Other options for therapy are oral leflunomide and oral letermovir. These therapies are using much less often but have been effective in patients that are experiencing side effects of other medications.       
|Drug||Induction Dose||Maintenance Dose||Major Toxicity|
|Valganciclovir||900 mg PO BID for 21 days||900 mg daily||Myelosuppression|
|Ganciclovir||5 mg/kg IV BID for 14 to 21 days||5 mg/kg IV daily||Myelosuppression|
|Foscarnet||90 mg/kg IV BID for 14 days||90-120 mg/kg IV daily||Renal dysfunction, electrolyte abnormalities, seizures|
|Cidofovir||5 mg/kg IV weekly for 14 days||5 mg/kg IV every other week||Hypotony, anterior uveitis, nephrotoxicity (give saline hydration and probenecid concurrently)|
In patients with immediately sight-threatening lesions (lesions close to the macula or optic nerve head), intravitreal injection of ganciclovir (2mg/injection) or foscarnet (2.4 mg or 1.2 mg /injection) or fomvirsen 330 micrograms, or cidofovir 20micrograms with concurrent systemic therapy can be done.

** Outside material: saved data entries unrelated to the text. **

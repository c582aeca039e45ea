//! Provider abstraction for the cloud API used during an upload.
//!
//! The upload engine only needs a handful of calls: register and delete an
//! SSH key, create, boot and delete a server, enable the rescue system,
//! snapshot the disk and wait for asynchronous actions. Label-filtered
//! listing backs the bulk cleanup command.

use std::collections::BTreeMap;
use std::future::Future;
use std::net::Ipv4Addr;
use std::pin::Pin;

use tokio_util::sync::CancellationToken;

/// Future returned by provider operations.
pub type ProviderFuture<'a, T, E> = Pin<Box<dyn Future<Output = Result<T, E>> + Send + 'a>>;

/// Handle to an asynchronous provider action.
#[derive(Clone, Debug, Eq, PartialEq)]
pub struct ActionHandle {
    /// Provider identifier of the action.
    pub id: u64,
    /// Action command, for example `create_server`.
    pub command: String,
}

/// SSH key registered with the provider.
#[derive(Clone, Debug, Eq, PartialEq)]
pub struct SshKeyHandle {
    /// Provider identifier.
    pub id: u64,
    /// Key name.
    pub name: String,
}

/// Parameters for creating a server.
#[derive(Clone, Debug, Eq, PartialEq)]
pub struct ServerSpec {
    /// Server name.
    pub name: String,
    /// Server type name, for example `cx22`.
    pub server_type: String,
    /// Image installed on the disk; never booted during an upload.
    pub image: String,
    /// Location name, for example `fsn1`.
    pub location: String,
    /// SSH keys injected into the server.
    pub ssh_keys: Vec<u64>,
    /// Whether the provider boots the server right after creation.
    pub start_after_create: bool,
    /// Labels attached to the server.
    pub labels: BTreeMap<String, String>,
}

/// Server as reported by the provider.
#[derive(Clone, Debug, Eq, PartialEq)]
pub struct ServerHandle {
    /// Provider identifier.
    pub id: u64,
    /// Server name.
    pub name: String,
    /// Public IPv4 address, when one is assigned.
    pub public_ipv4: Option<Ipv4Addr>,
}

/// Result of a server creation call.
#[derive(Clone, Debug, Eq, PartialEq)]
pub struct CreatedServer {
    /// The new server.
    pub server: ServerHandle,
    /// The creation action followed by any follow-up actions.
    pub actions: Vec<ActionHandle>,
}

/// Parameters for snapshotting a server disk.
#[derive(Clone, Debug, Default, Eq, PartialEq)]
pub struct ImageSpec {
    /// Optional image description.
    pub description: Option<String>,
    /// Labels attached to the image.
    pub labels: BTreeMap<String, String>,
}

/// Image produced by an upload.
#[derive(Clone, Debug, Eq, PartialEq)]
pub struct ImageDescriptor {
    /// Provider identifier.
    pub id: u64,
    /// Status reported by the provider, for example `creating` or `available`.
    pub status: String,
    /// Image description.
    pub description: Option<String>,
    /// Labels attached to the image.
    pub labels: BTreeMap<String, String>,
}

/// Result of an image creation call.
#[derive(Clone, Debug, Eq, PartialEq)]
pub struct CreatedImage {
    /// The new image.
    pub image: ImageDescriptor,
    /// Action that completes the snapshot.
    pub action: ActionHandle,
}

/// Resource found by a label selector.
#[derive(Clone, Debug, Eq, PartialEq)]
pub struct LabeledResource {
    /// Provider identifier.
    pub id: u64,
    /// Resource name.
    pub name: String,
}

/// Error raised by a [`Provider`].
pub trait ProviderError: std::error::Error + Send + Sync + 'static {
    /// Returns `true` when the addressed resource no longer exists.
    fn is_not_found(&self) -> bool;
}

/// Cloud API calls needed to upload an image.
pub trait Provider {
    /// Provider specific error type.
    type Error: ProviderError;

    /// Registers a public SSH key.
    fn create_ssh_key<'a>(
        &'a self,
        name: &'a str,
        public_key: &'a str,
        labels: &'a BTreeMap<String, String>,
    ) -> ProviderFuture<'a, SshKeyHandle, Self::Error>;

    /// Deletes an SSH key.
    fn delete_ssh_key(&self, id: u64) -> ProviderFuture<'_, (), Self::Error>;

    /// Creates a server and returns the actions that finish its creation.
    fn create_server<'a>(
        &'a self,
        spec: &'a ServerSpec,
    ) -> ProviderFuture<'a, CreatedServer, Self::Error>;

    /// Deletes a server.
    fn delete_server(&self, id: u64) -> ProviderFuture<'_, ActionHandle, Self::Error>;

    /// Selects the rescue system for the server's next boot.
    fn enable_rescue<'a>(
        &'a self,
        server_id: u64,
        rescue_type: &'a str,
        ssh_keys: &'a [u64],
    ) -> ProviderFuture<'a, ActionHandle, Self::Error>;

    /// Powers the server on.
    fn power_on(&self, server_id: u64) -> ProviderFuture<'_, ActionHandle, Self::Error>;

    /// Snapshots the server's disk into a new image.
    fn create_image<'a>(
        &'a self,
        server_id: u64,
        spec: &'a ImageSpec,
    ) -> ProviderFuture<'a, CreatedImage, Self::Error>;

    /// Waits until every action finished successfully.
    ///
    /// Implementations stop polling as soon as `cancel` fires.
    fn wait_for_actions<'a>(
        &'a self,
        actions: &'a [ActionHandle],
        cancel: &'a CancellationToken,
    ) -> ProviderFuture<'a, (), Self::Error>;

    /// Lists servers matching a label selector.
    fn list_servers<'a>(
        &'a self,
        label_selector: &'a str,
    ) -> ProviderFuture<'a, Vec<LabeledResource>, Self::Error>;

    /// Lists SSH keys matching a label selector.
    fn list_ssh_keys<'a>(
        &'a self,
        label_selector: &'a str,
    ) -> ProviderFuture<'a, Vec<LabeledResource>, Self::Error>;
}
//! Core library for uploading disk images as Hetzner Cloud snapshots.
//!
//! An upload creates a temporary SSH key and server, boots the server into
//! the rescue system, streams or downloads the image onto its disk, and
//! snapshots that disk into a reusable image. Every temporary resource is
//! labelled so a later sweep can remove anything an interrupted run left
//! behind.

pub mod command;
pub mod config;
pub mod events;
pub mod hcloud;
pub mod janitor;
pub mod keys;
pub mod ledger;
pub mod local_image;
pub mod paths;
pub mod provider;
pub mod provision;
pub mod remote;
pub mod request;
pub mod run_id;
pub mod test_support;
pub mod upload;

pub use config::{ConfigError, HcloudConfig, SshConfig};
pub use events::{EventSink, TracingEventSink, UploadEvent};
pub use hcloud::{HcloudError, HcloudProvider};
pub use janitor::{Janitor, JanitorError, SweepSummary, label_selector};
pub use keys::{KeyError, KeyGenerator, SshKeygen, TemporaryKeyPair};
pub use ledger::{ProvisionedResource, ResourceLedger};
pub use local_image::{LocalImage, LocalImageError, open_local_image};
pub use provider::{ImageDescriptor, Provider, ProviderError};
pub use provision::{ProvisionError, ProvisionSettings, ResourceProvisioner};
pub use remote::{ExecutorSettings, OpenSshTransport, RemoteError, RemoteExecutor, RemoteShell};
pub use request::{
    Architecture, Compression, ImageFormat, ImageReader, ImageSource, ServerTarget,
    UploadRequest, UploadRequestBuilder, ValidationError,
};
pub use run_id::RunIdentity;
pub use upload::{UploadError, UploadFailure, UploadOrchestrator, UploadStage};
//! Ordered record of the temporary resources created by one upload.

use std::fmt;

/// A provider resource that must be removed once the upload ends.
#[derive(Clone, Debug, Eq, PartialEq)]
pub enum ProvisionedResource {
    /// Temporary SSH key registered with the provider.
    SshKey {
        /// Provider identifier.
        id: u64,
        /// Resource name.
        name: String,
    },
    /// Temporary server.
    Server {
        /// Provider identifier.
        id: u64,
        /// Resource name.
        name: String,
    },
}

impl ProvisionedResource {
    /// Short name of the resource kind.
    #[must_use]
    pub const fn kind(&self) -> &'static str {
        match self {
            Self::SshKey { .. } => "ssh_key",
            Self::Server { .. } => "server",
        }
    }

    /// Provider identifier.
    #[must_use]
    pub const fn id(&self) -> u64 {
        match self {
            Self::SshKey { id, .. } | Self::Server { id, .. } => *id,
        }
    }

    /// Resource name.
    #[must_use]
    pub fn name(&self) -> &str {
        match self {
            Self::SshKey { name, .. } | Self::Server { name, .. } => name,
        }
    }
}

impl fmt::Display for ProvisionedResource {
    fn fmt(&self, f: &mut fmt::Formatter<'_>) -> fmt::Result {
        write!(f, "{} {} ({})", self.kind(), self.name(), self.id())
    }
}

/// Resources in creation order.
///
/// Cleanup walks the ledger back to front so dependants go before the
/// resources they were created from.
#[derive(Clone, Debug, Default, Eq, PartialEq)]
pub struct ResourceLedger {
    resources: Vec<ProvisionedResource>,
}

impl ResourceLedger {
    /// Creates an empty ledger.
    #[must_use]
    pub const fn new() -> Self {
        Self {
            resources: Vec::new(),
        }
    }

    /// Appends a freshly created resource.
    pub fn record(&mut self, resource: ProvisionedResource) {
        self.resources.push(resource);
    }

    /// Number of recorded resources.
    #[must_use]
    pub const fn len(&self) -> usize {
        self.resources.len()
    }

    /// Returns `true` when nothing was recorded.
    #[must_use]
    pub const fn is_empty(&self) -> bool {
        self.resources.is_empty()
    }

    /// Resources in creation order.
    pub fn iter(&self) -> impl Iterator<Item = &ProvisionedResource> {
        self.resources.iter()
    }

    /// Consumes the ledger, yielding resources newest first.
    pub fn into_teardown_order(self) -> impl Iterator<Item = ProvisionedResource> {
        self.resources.into_iter().rev()
    }
}

#[cfg(test)]
mod tests {
    use super::*;

    #[test]
    fn teardown_order_is_reverse_creation_order() {
        let mut ledger = ResourceLedger::new();
        ledger.record(ProvisionedResource::SshKey {
            id: 1,
            name: String::from("key"),
        });
        ledger.record(ProvisionedResource::Server {
            id: 2,
            name: String::from("server"),
        });

        let order: Vec<_> = ledger.into_teardown_order().map(|res| res.id()).collect();
        assert_eq!(order, vec![2, 1]);
    }

    #[test]
    fn display_names_kind_and_id() {
        let resource = ProvisionedResource::Server {
            id: 42,
            name: String::from("hcloud-upload-image-cafebabe"),
        };
        assert_eq!(
            resource.to_string(),
            "server hcloud-upload-image-cafebabe (42)"
        );
    }
}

CMV retinitis can be become drug resistant the longer the duration of treatment lasts. Resistance can be caused by immunosuppression after organ or hematopoietic stem cell transplants, where specifically ganciclovir and valganciclovir resistance have been reported.    
Medical follow up
Depending on the medication used, complete blood counts, chemistries, and intraocular pressure checks will be needed. Dilated eye exams should be performed daily to weekly initially, then 2 weeks after induction therapy, followed by monthly thereafter while the patient is on anti-CMV treatment. Fundus photographs can be helpful to detect early relapse.
Patients should be followed in an appropriate HIV clinic with CD4 counts and viral load studies.
The only initial surgical management involves intravitreal placement of intraocular ganciclovir devices. They have a relatively low risk profile and can last 6-8 months. They afford no protection to the fellow eye, however. In addition these implants are not readily available.
Surgery can also be performed for complications of retinitis that include rhegmatogenous retinal detachments.
Surgical follow up
Look for complications of silicone oil especially cataract and glaucoma. Many patients are one-eyed and silicone oil may need to be left for long duration.
The most serious complication of therapy for CMV retinitis, besides those listed above due to medications is immune recovery uveitis (IRU). As the CD4 counts rise with HAART, it is presumed that reactions to CMV antigens cause anterior or intermediate uveitis. Cystoid macular edema and epiretinal membranes are also potential complications of IRU. Posterior capsular cataracts, proliferative vitreoretinopathy, and optic nerve neovascularization are possible complications as well. HAART therapy can also unmask CMV retinitis in a patient without prior CMV disease (unmasking CMV-immune recovery retinitis (IRR)) or can cause worsening of known CMV retinitis (paradoxical CMV-IRR).
CMV retinitis that involves > 25% of the retina can lead to rhegmatogenous retinal detachments from breaks that occur near thin, necrotic retina. Peripheral anterior retinal lesions are associated with increased risk of retinal detachment, due to the anterior adherence of the vitreous base.
The prognosis was almost uniformly fatal prior to the advent of HAART. Now it carries a much better prognosis, but even with HAART and anti-CMV therapy, mortality is still increased after diagnosis of CMV retinitis.
Prognosis for patients with or without HIV infection, corticosteroid immunosuppression, and other risk factors all have similar visual outcomes. The strongest factor associated with poorer visual outcomes for all patients is retinal detachment.